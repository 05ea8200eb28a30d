// String rules

use crate::{DisplayList, MessageParams, Rule, RuleError, Value, render};
use std::fmt;

/// One or more strings a value is compared against.
///
/// Built from a single value or from a list; a single candidate displays as
/// itself, a list as `[a, b]`.
#[derive(Debug, Clone, PartialEq, Eq)]
pub struct Candidates(Vec<String>);

impl Candidates {
    pub fn as_slice(&self) -> &[String] {
        &self.0
    }

    fn any(&self, mut predicate: impl FnMut(&str) -> bool) -> bool {
        self.0.iter().any(|candidate| predicate(candidate.as_str()))
    }
}

impl fmt::Display for Candidates {
    fn fmt(&self, f: &mut fmt::Formatter<'_>) -> fmt::Result {
        match self.0.as_slice() {
            [single] => f.write_str(single),
            many => write!(f, "{}", DisplayList(many)),
        }
    }
}

impl From<&str> for Candidates {
    fn from(value: &str) -> Self {
        Candidates(vec![value.to_string()])
    }
}

impl From<String> for Candidates {
    fn from(value: String) -> Self {
        Candidates(vec![value])
    }
}

impl<T: ToString> From<Vec<T>> for Candidates {
    fn from(values: Vec<T>) -> Self {
        Candidates(values.iter().map(ToString::to_string).collect())
    }
}

impl<T: ToString> From<&[T]> for Candidates {
    fn from(values: &[T]) -> Self {
        Candidates(values.iter().map(ToString::to_string).collect())
    }
}

impl<T: ToString, const N: usize> From<[T; N]> for Candidates {
    fn from(values: [T; N]) -> Self {
        Candidates(values.iter().map(ToString::to_string).collect())
    }
}

impl<T: ToString, const N: usize> From<&[T; N]> for Candidates {
    fn from(values: &[T; N]) -> Self {
        Candidates(values.iter().map(ToString::to_string).collect())
    }
}
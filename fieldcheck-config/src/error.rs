// Error types for schema configuration

use fieldcheck_validation::RuleError;
use thiserror::Error;

#[derive(Error, Debug)]
pub enum ConfigError {
    #[error("Failed to load schema: {0}")]
    LoadError(String),

    #[error("Failed to parse schema: {0}")]
    ParseError(String),

    #[error("Invalid rule `{rule}` for field `{field}`: {source}")]
    InvalidRule {
        field: String,
        rule: &'static str,
        #[source]
        source: RuleError,
    },

    #[error("IO error: {0}")]
    IoError(#[from] std::io::Error),

    #[error("Environment variable error: {0}")]
    EnvError(#[from] std::env::VarError),
}

pub type Result<T> = std::result::Result<T, ConfigError>;
// fieldcheck - schema-driven field validation
//
// Rules check one raw value each and render their own error messages; a
// schema runs them over a map of input values and collects the results.

// Re-export the validation engine
pub use fieldcheck_validation::*;

// Re-export logging
pub use fieldcheck_log as log;

// Re-export optional crates
#[cfg(feature = "config")]
pub use fieldcheck_config as config;

// Prelude for common imports
pub mod prelude {
    pub use crate::{
        AllowedFile,
        DateAfter,
        DateBefore,
        DateEquals,
        DecimalRange,
        DigitsBetween,
        DoesntEndWith,
        DoesntStartWith,
        Email,
        EndsWith,
        Equals,
        ErrorMessages,
        Errors,
        FieldRules,
        GreaterThan,
        GreaterThanOrEqual,
        InList,
        IsDate,
        Length,
        LessThan,
        LessThanOrEqual,
        MatchRegex,
        MaxLength,
        MinLength,
        NotBlank,
        NotEquals,
        NotInList,
        NotMatchRegex,
        NotNull,
        NumberRange,
        Numeric,
        Password,
        Rule,
        RuleError,
        Schema,
        StartsWith,
        ValidationResult,
        Value,
        Values,
        from_fn,
        validate,
        values,
    };

    #[cfg(feature = "config")]
    pub use crate::config::{SchemaLoader, load_schema};
}
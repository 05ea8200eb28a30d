// Date rules

use crate::{DATE_FORMAT, MessageParams, Rule, RuleError, Value, render};
use chrono::format::{Item, StrftimeItems};
use chrono::{Local, NaiveDate, NaiveDateTime};

/// Date a comparison rule checks against.
///
/// The relative keywords are resolved exactly once, when the rule is built.
/// A rule built just before midnight keeps comparing against the old day.
#[derive(Debug, Clone, PartialEq)]
pub enum DateTarget {
    Today,
    Yesterday,
    Tomorrow,
    Date(NaiveDate),
    /// Parsed with the rule's date format
    Text(String),
}

impl DateTarget {
    /// Resolve against `today`, parsing text with `format`.
    pub fn resolve(&self, format: &str, today: NaiveDate) -> Result<NaiveDate, RuleError> {
        let resolved = match self {
            DateTarget::Today => Some(today),
            DateTarget::Yesterday => today.pred_opt(),
            DateTarget::Tomorrow => today.succ_opt(),
            DateTarget::Date(date) => Some(*date),
            DateTarget::Text(text) => NaiveDate::parse_from_str(text, format).ok(),
        };
        resolved.ok_or_else(|| RuleError::InvalidDate {
            value: self.to_string(),
            format: format.to_string(),
        })
    }
}

impl std::fmt::Display for DateTarget {
    fn fmt(&self, f: &mut std::fmt::Formatter<'_>) -> std::fmt::Result {
        match self {
            DateTarget::Today => f.write_str("today"),
            DateTarget::Yesterday => f.write_str("yesterday"),
            DateTarget::Tomorrow => f.write_str("tomorrow"),
            DateTarget::Date(date) => write!(f, "{}", date.format(DATE_FORMAT)),
            DateTarget::Text(text) => f.write_str(text),
        }
    }
}

impl From<&str> for DateTarget {
    fn from(value: &str) -> Self {
        match value.trim().to_ascii_lowercase().as_str() {
            "today" => DateTarget::Today,
            "yesterday" => DateTarget::Yesterday,
            "tomorrow" => DateTarget::Tomorrow,
            _ => DateTarget::Text(value.to_string()),
        }
    }
}

impl From<String> for DateTarget {
    fn from(value: String) -> Self {
        DateTarget::from(value.as_str())
    }
}

impl From<NaiveDate> for DateTarget {
    fn from(value: NaiveDate) -> Self {
        DateTarget::Date(value)
    }
}

impl From<NaiveDateTime> for DateTarget {
    fn from(value: NaiveDateTime) -> Self {
        DateTarget::Date(value.date())
    }
}

fn check_format(format: &str) -> Result<(), RuleError> {
    if StrftimeItems::new(format).any(|item| matches!(item, Item::Error)) {
        return Err(RuleError::InvalidDateFormat(format.to_string()));
    }
    Ok(())
}

fn read_date(value: &Value, format: &str) -> Option<NaiveDate> {
    match value {
        Value::Date(date) => Some(*date),
        Value::Str(text) => NaiveDate::parse_from_str(text, format).ok(),
        _ => None,
    }
}

/// Value must be a date in the configured format.
///
/// Typed dates always pass. Placeholders: `field_name`, `value`,
/// `date_format`.
#[derive(Debug, Clone)]
pub struct IsDate {
    format: String,
    message: String,
}

impl IsDate {
    pub const DEFAULT_MESSAGE: &'static str = "field {field_name} is not a valid date";

    pub fn new() -> Self {
        Self {
            format: DATE_FORMAT.to_string(),
            message: Self::DEFAULT_MESSAGE.to_string(),
        }
    }

    /// Use a `strftime` style format instead of `%Y-%m-%d`.
    pub fn with_format(mut self, format: impl Into<String>) -> Result<Self, RuleError> {
        let format = format.into();
        check_format(&format)?;
        self.format = format;
        Ok(self)
    }

    pub fn format(&self) -> &str {
        &self.format
    }
}

impl Default for IsDate {
    fn default() -> Self {
        Self::new()
    }
}

impl Rule for IsDate {
    fn validate(&self, value: &Value, field_name: &str) -> Option<String> {
        if value.is_null() || read_date(value, &self.format).is_some() {
            return None;
        }
        let params = MessageParams::new(field_name)
            .with("value", value)
            .with("date_format", &self.format);
        Some(render(&self.message, &params))
    }

    fn name(&self) -> &'static str {
        "is_date"
    }

    fn placeholders(&self) -> &'static [&'static str] {
        &["field_name", "value", "date_format"]
    }
}

/// Used by the comparison rules when the value cannot be read as a date.
pub const INVALID_DATE_MESSAGE: &str = "Invalid date format: {value}";

const COMPARISON_PLACEHOLDERS: &[&str] = &["field_name", "value", "target_date", "date_format"];

macro_rules! date_comparison_rule {
    (
        $(#[$doc:meta])*
        $rule:ident, $name:literal, $default:literal,
        |$v:ident, $t:ident| $passes:expr
    ) => {
        $(#[$doc])*
        #[derive(Debug, Clone)]
        pub struct $rule {
            target: NaiveDate,
            format: String,
            message: String,
            invalid_message: String,
        }

        impl $rule {
            pub const DEFAULT_MESSAGE: &'static str = $default;

            /// Compare against `target` using the `%Y-%m-%d` format.
            pub fn new(target: impl Into<DateTarget>) -> Result<Self, RuleError> {
                Self::with_format(target, DATE_FORMAT)
            }

            /// Compare against `target`, reading values and textual targets
            /// with `format`. Relative targets resolve against the local date.
            pub fn with_format(
                target: impl Into<DateTarget>,
                format: impl Into<String>,
            ) -> Result<Self, RuleError> {
                Self::resolved_on(target, format, Local::now().date_naive())
            }

            /// Like [`with_format`](Self::with_format), with relative targets
            /// resolved against `today`.
            pub fn resolved_on(
                target: impl Into<DateTarget>,
                format: impl Into<String>,
                today: NaiveDate,
            ) -> Result<Self, RuleError> {
                let format = format.into();
                check_format(&format)?;
                let target = target.into().resolve(&format, today)?;
                Ok(Self {
                    target,
                    format,
                    message: Self::DEFAULT_MESSAGE.to_string(),
                    invalid_message: INVALID_DATE_MESSAGE.to_string(),
                })
            }

            /// Resolved target date.
            pub fn target_date(&self) -> NaiveDate {
                self.target
            }

            /// Template used when the value is not a date.
            pub fn with_invalid_message(mut self, template: impl Into<String>) -> Self {
                self.invalid_message = template.into();
                self
            }
        }

        impl Rule for $rule {
            fn validate(&self, value: &Value, field_name: &str) -> Option<String> {
                if value.is_null() {
                    return None;
                }
                let params = MessageParams::new(field_name)
                    .with("value", value)
                    .with("target_date", self.target)
                    .with("date_format", &self.format);
                let Some($v) = read_date(value, &self.format) else {
                    return Some(render(&self.invalid_message, &params));
                };
                let $t = self.target;
                if $passes {
                    None
                } else {
                    Some(render(&self.message, &params))
                }
            }

            fn name(&self) -> &'static str {
                $name
            }

            fn placeholders(&self) -> &'static [&'static str] {
                COMPARISON_PLACEHOLDERS
            }
        }
    };
}

date_comparison_rule!(
    /// Value must be the target date.
    ///
    /// Placeholders: `field_name`, `value`, `target_date`, `date_format`.
    DateEquals, "date_equals",
    "field {field_name} must be equal to {target_date}",
    |value, target| value == target
);

date_comparison_rule!(
    /// Value must be strictly after the target date.
    ///
    /// Placeholders: `field_name`, `value`, `target_date`, `date_format`.
    DateAfter, "date_after",
    "field {field_name} must be after {target_date}",
    |value, target| value > target
);

date_comparison_rule!(
    /// Value must be strictly before the target date.
    ///
    /// Placeholders: `field_name`, `value`, `target_date`, `date_format`.
    DateBefore, "date_before",
    "field {field_name} must be before {target_date}",
    |value, target| value < target
);

message_template!(IsDate, DateEquals, DateAfter, DateBefore);

#[cfg(test)]
mod tests {
    use super::*;

    fn ymd(y: i32, m: u32, d: u32) -> NaiveDate {
        NaiveDate::from_ymd_opt(y, m, d).unwrap()
    }

    #[test]
    fn test_is_date() {
        let rule = IsDate::new();
        assert_eq!(rule.validate(&Value::from("2024-12-24"), "d"), None);
        assert_eq!(rule.validate(&Value::from(ymd(2024, 1, 1)), "d"), None);
        assert_eq!(rule.validate(&Value::Null, "d"), None);
        assert_eq!(
            rule.validate(&Value::from("2024-13-01"), "d"),
            Some("field d is not a valid date".to_string())
        );
        assert!(rule.validate(&Value::from(20240101), "d").is_some());
    }

    #[test]
    fn test_is_date_custom_format() {
        let rule = IsDate::new()
            .with_format("%d/%m/%Y")
            .unwrap()
            .with_message("{value} does not match {date_format}");
        assert_eq!(rule.validate(&Value::from("24/12/2024"), "d"), None);
        assert_eq!(
            rule.validate(&Value::from("2024-12-24"), "d"),
            Some("2024-12-24 does not match %d/%m/%Y".to_string())
        );
    }

    #[test]
    fn test_invalid_format_rejected() {
        assert!(matches!(
            IsDate::new().with_format("%Y-%m-%"),
            Err(RuleError::InvalidDateFormat(_))
        ));
        assert!(DateAfter::with_format("today", "%Y-%m-%").is_err());
    }

    #[test]
    fn test_target_keywords() {
        assert_eq!(DateTarget::from("Today"), DateTarget::Today);
        assert_eq!(DateTarget::from(" yesterday "), DateTarget::Yesterday);
        assert_eq!(DateTarget::from("TOMORROW".to_string()), DateTarget::Tomorrow);
        assert_eq!(
            DateTarget::from("2024-01-01"),
            DateTarget::Text("2024-01-01".to_string())
        );
    }

    #[test]
    fn test_resolution_fixed_at_construction() {
        let today = ymd(2024, 3, 1);
        let rule = DateAfter::resolved_on("yesterday", DATE_FORMAT, today).unwrap();
        assert_eq!(rule.target_date(), ymd(2024, 2, 29));
        assert_eq!(rule.validate(&Value::from(today), "d"), None);
        assert_eq!(rule.validate(&Value::from("2024-03-01"), "d"), None);
        assert_eq!(
            rule.validate(&Value::from("2024-02-29"), "d"),
            Some("field d must be after 2024-02-29".to_string())
        );

        let rule = DateBefore::resolved_on("tomorrow", DATE_FORMAT, today).unwrap();
        assert_eq!(rule.target_date(), ymd(2024, 3, 2));
    }

    #[test]
    fn test_date_after_yesterday_accepts_today() {
        let rule = DateAfter::new("yesterday").unwrap();
        let today = Local::now().date_naive();
        assert_eq!(rule.validate(&Value::from(today), "d"), None);
    }

    #[test]
    fn test_date_equals() {
        let rule = DateEquals::new(ymd(2024, 12, 12)).unwrap();
        assert_eq!(rule.validate(&Value::from("2024-12-12"), "d"), None);
        assert_eq!(
            rule.validate(&Value::from("2024-12-13"), "d"),
            Some("field d must be equal to 2024-12-12".to_string())
        );

        let rule = DateEquals::new(ymd(2024, 12, 12).and_hms_opt(23, 59, 0).unwrap()).unwrap();
        assert_eq!(rule.target_date(), ymd(2024, 12, 12));
    }

    #[test]
    fn test_date_before_with_format() {
        let rule = DateBefore::with_format("25/12/2024", "%d/%m/%Y").unwrap();
        assert_eq!(rule.validate(&Value::from("24/12/2024"), "d"), None);
        assert_eq!(
            rule.validate(&Value::from("25/12/2024"), "d"),
            Some("field d must be before 2024-12-25".to_string())
        );
        assert_eq!(
            rule.validate(&Value::from("2024-12-24"), "d"),
            Some("Invalid date format: 2024-12-24".to_string())
        );
    }

    #[test]
    fn test_invalid_target() {
        assert!(matches!(
            DateEquals::new("someday"),
            Err(RuleError::InvalidDate { .. })
        ));
    }

    #[test]
    fn test_custom_invalid_message() {
        let rule = DateAfter::new(ymd(2000, 1, 1))
            .unwrap()
            .with_invalid_message("{field_name} wants {date_format}");
        assert_eq!(
            rule.validate(&Value::from(true), "born"),
            Some("born wants %Y-%m-%d".to_string())
        );
    }
}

**********

__What the task asks__. Show the lines in the entries above that include the string "MessageParams".

__Your solution__.
use crate::{DisplayList, MessageParams, Rule, RuleError, Value, render};
use crate::{DATE_FORMAT, MessageParams, Rule, RuleError, Value, render};
        let params = MessageParams::new(field_name)
                let params = MessageParams::new(field_name)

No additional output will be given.